WLOY
- Rural Retreat, Virginia; United States;
- Broadcast area: Rural Retreat, Virginia Wythe County, Virginia
- Frequency: 660 kHz
- Branding: Loyal 93.3 WLOY

Programming
- Format: Oldies
- Affiliations: True Oldies Channel

Ownership
- Owner: Three Rivers Media; (Three Rivers Media Corporation);
- Sister stations: WXBX, WYVE

History
- First air date: 1985 (as WCRR)
- Former call signs: WCRR (1984–2007) WJRK (2007)

Technical information
- Licensing authority: FCC
- Facility ID: 27190
- Class: D
- Power: 550 watts day
- Transmitter coordinates: 36°55′17.0″N 81°14′34.0″W﻿ / ﻿36.921389°N 81.242778°W
- Translator: 93.3 W227DS (Rural Retreat)

Links
- Public license information: Public file; LMS;
- Website: WLOY Online

= WLOY (AM) =

WLOY (660 kHz) is an Oldies-formatted broadcast radio station licensed to Rural Retreat, Virginia, serving the Wytheville and Marion area.
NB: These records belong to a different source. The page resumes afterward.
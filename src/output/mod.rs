//! Terminal output formatting
//!
//! Hangman art shared by both front ends and colored printing for the
//! simple mode.

pub mod display;
pub mod formatters;

pub use display::{print_outcome, print_round, print_round_over, print_title};
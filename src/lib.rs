//! Hangman
//!
//! A terminal hangman game: expressions are loaded from text files, hidden
//! behind underscores and guessed one character at a time while the hangman
//! figure grows on every wrong guess.
//!
//! # Quick Start
//!
//! ```rust
//! use hangman::core::GuessOutcome;
//! use hangman::game::{GameSession, RoundState};
//! use hangman::puzzle::PuzzleStore;
//!
//! let mut store = PuzzleStore::new();
//! store.load("banana\n".as_bytes(), "inline").unwrap();
//!
//! let mut session = GameSession::seeded(store, 1);
//! session.new_game().unwrap();
//! assert_eq!(session.hidden().unwrap().to_string(), "BA_A_A");
//!
//! assert_eq!(session.guess('n'), Some(GuessOutcome::Hit));
//! assert_eq!(session.state(), Some(RoundState::Won));
//! ```

// Core domain types
pub mod core;

// Error kinds
pub mod error;

// Expression database
pub mod puzzle;

// Round state machine
pub mod game;

// Command implementations
pub mod commands;

// Terminal output formatting
pub mod output;

// Interactive TUI interface
pub mod interactive;

// Tracing setup
pub mod logging;
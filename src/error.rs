//! Error types for the puzzle database and game session
//!
//! Every variant here is fatal: the game cannot continue without a readable
//! expression database. Benign conditions (repeated guesses, keys outside a
//! running round) are not errors and never reach this type.

use std::path::PathBuf;
use thiserror::Error;

/// Fatal errors raised while building the puzzle database or starting a round
#[derive(Debug, Error)]
pub enum HangmanError {
    /// An input source could not be opened.
    #[error("file {path} failed to open: {source}")]
    SourceOpen {
        path: PathBuf,
        #[source]
        source: std::io::Error,
    },

    /// An input source failed part way through reading.
    #[error("could not parse {origin}: {source}")]
    SourceRead {
        origin: String,
        #[source]
        source: std::io::Error,
    },

    /// The store could not grow to hold another expression.
    #[error("not enough memory to store expression {count}")]
    OutOfMemory { count: usize },

    /// Every expression has been played and retired.
    #[error("no expressions left to play ({total} loaded, all retired)")]
    PuzzlesExhausted { total: usize },
}

/// Result alias for puzzle and session operations
pub type Result<T> = std::result::Result<T, HangmanError>;

#[cfg(test)]
mod tests {
    use super::*;

    #[test]
    fn source_open_mentions_path() {
        let err = HangmanError::SourceOpen {
            path: PathBuf::from("words.txt"),
            source: std::io::Error::from(std::io::ErrorKind::NotFound),
        };
        assert!(err.to_string().starts_with("file words.txt failed to open"));
    }

    #[test]
    fn exhausted_reports_total() {
        let err = HangmanError::PuzzlesExhausted { total: 3 };
        assert_eq!(
            err.to_string(),
            "no expressions left to play (3 loaded, all retired)"
        );
    }
}
//! Logging setup using `tracing` and `tracing-subscriber`
//!
//! The TUI owns the terminal, so events are only written when a log file is
//! requested. The filter comes from `RUST_LOG` and falls back to `info`.

use anyhow::{Context, Result};
use std::fs::File;
use std::path::Path;
use std::sync::Arc;
use tracing_subscriber::EnvFilter;

/// Default filter when `RUST_LOG` is not set
pub const DEFAULT_FILTER: &str = "info";

/// Build the event filter from the environment
#[must_use]
pub fn env_filter() -> EnvFilter {
    EnvFilter::try_from_default_env().unwrap_or_else(|_| EnvFilter::new(DEFAULT_FILTER))
}

/// Install a subscriber writing to `log_file`; does nothing without one
///
/// # Errors
///
/// Returns an error if the file cannot be created or a global subscriber is
/// already installed.
pub fn init_logging(log_file: Option<&Path>) -> Result<()> {
    let Some(path) = log_file else {
        return Ok(());
    };

    let file = File::create(path)
        .with_context(|| format!("failed to create log file {}", path.display()))?;

    tracing_subscriber::fmt()
        .with_env_filter(env_filter())
        .with_writer(Arc::new(file))
        .with_ansi(false)
        .try_init()
        .map_err(|e| anyhow::anyhow!(e))?;

    tracing::info!(path = %path.display(), "logging started");
    Ok(())
}
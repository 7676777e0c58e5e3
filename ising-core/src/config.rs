use std::fmt;

use serde::Serialize;
use validator::{Validate, ValidationError};

/// Update performed by one step of the run loop.
#[derive(Debug, Clone, Copy, PartialEq, Eq, Serialize)]
#[serde(rename_all = "lowercase")]
pub enum Algorithm {
    /// One Metropolis sweep in scan order.
    Metropolis,
    /// One Metropolis sweep as two parallel checkerboard passes.
    Checkerboard,
    /// One Wolff cluster step.
    Wolff,
    /// One Metropolis attempt at a uniformly random site.
    #[serde(rename = "single")]
    SingleSpin,
}

impl Algorithm {
    pub fn as_str(&self) -> &'static str {
        match self {
            Self::Metropolis => "metropolis",
            Self::Checkerboard => "checkerboard",
            Self::Wolff => "wolff",
            Self::SingleSpin => "single",
        }
    }
}

impl fmt::Display for Algorithm {
    fn fmt(&self, f: &mut fmt::Formatter<'_>) -> fmt::Result {
        f.write_str(self.as_str())
    }
}

impl TryFrom<&str> for Algorithm {
    type Error = String;
    fn try_from(s: &str) -> Result<Self, Self::Error> {
        match s {
            "metropolis" => Ok(Self::Metropolis),
            "checkerboard" => Ok(Self::Checkerboard),
            "wolff" => Ok(Self::Wolff),
            "single" => Ok(Self::SingleSpin),
            _ => Err(format!(
                "unknown algorithm '{s}', expected 'metropolis', 'checkerboard', 'wolff' or 'single'"
            )),
        }
    }
}

fn validate_sim_config(cfg: &SimConfig) -> Result<(), ValidationError> {
    if cfg.n_steps < 1 {
        return Err(ValidationError::new("n_steps must be >= 1"));
    }
    if cfg.warmup_steps > cfg.n_steps {
        return Err(ValidationError::new("warmup_steps must be <= n_steps"));
    }
    if cfg.lag < 1 {
        return Err(ValidationError::new("lag must be >= 1"));
    }
    if cfg.autocorrelation_max_lag == Some(0) {
        return Err(ValidationError::new("autocorrelation_max_lag must be >= 1"));
    }
    Ok(())
}

#[derive(Debug, Clone, Validate)]
#[validate(schema(function = "validate_sim_config"))]
pub struct SimConfig {
    pub n_steps: usize,
    /// Leading steps excluded from the observable averages.
    pub warmup_steps: usize,
    pub algorithm: Algorithm,
    /// Record energy and order-parameter traces.
    pub record: bool,
    /// Trace sampling interval in steps.
    pub lag: usize,
    /// Window for the energy autocorrelation time; `None` disables it.
    pub autocorrelation_max_lag: Option<usize>,
}

impl SimConfig {
    pub fn new(algorithm: Algorithm, n_steps: usize) -> Self {
        Self {
            n_steps,
            warmup_steps: 0,
            algorithm,
            record: false,
            lag: 1,
            autocorrelation_max_lag: None,
        }
    }
}
pub mod lattice;

pub use lattice::Lattice;
/// Running accumulator of `⟨x^power⟩` for one observable.
#[derive(Debug, Clone)]
pub struct Statistics {
    pub count: usize,
    pub aggregate: f64,
    pub power: u32,
}

impl Statistics {
    pub fn new(power: u32) -> Self {
        Self {
            count: 0,
            aggregate: 0.0,
            power,
        }
    }

    pub fn update(&mut self, value: f64) {
        self.count += 1;
        self.aggregate += if self.power == 1 {
            value
        } else {
            value.powi(self.power as i32)
        };
    }

    /// Mean of the accumulated powers; 0 before the first update.
    pub fn average(&self) -> f64 {
        if self.count == 0 {
            return self.aggregate;
        }
        self.aggregate / self.count as f64
    }
}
WLOY is owned and operated by Three Rivers Media.

==History==
Until July 23, 2007, WLOY had been silent since its sale to Three Rivers Media from Ora Robert Smallwood on October 17, 2006.

On September 17, 2008, WLOY switched from Contemporary Christian to talk, dropping its affiliation with Salem's "Today's Christian Music" Network. In late August 2013, WLOY dropped its talk format for adult standards, branding as "Great American Music, Virginia Style, Loyal 660". The last part of the tagline changed to "Loyal 93.3" in 2020 when the station added a translator which covers most of the same area as the AM signal and provides 24-hour service.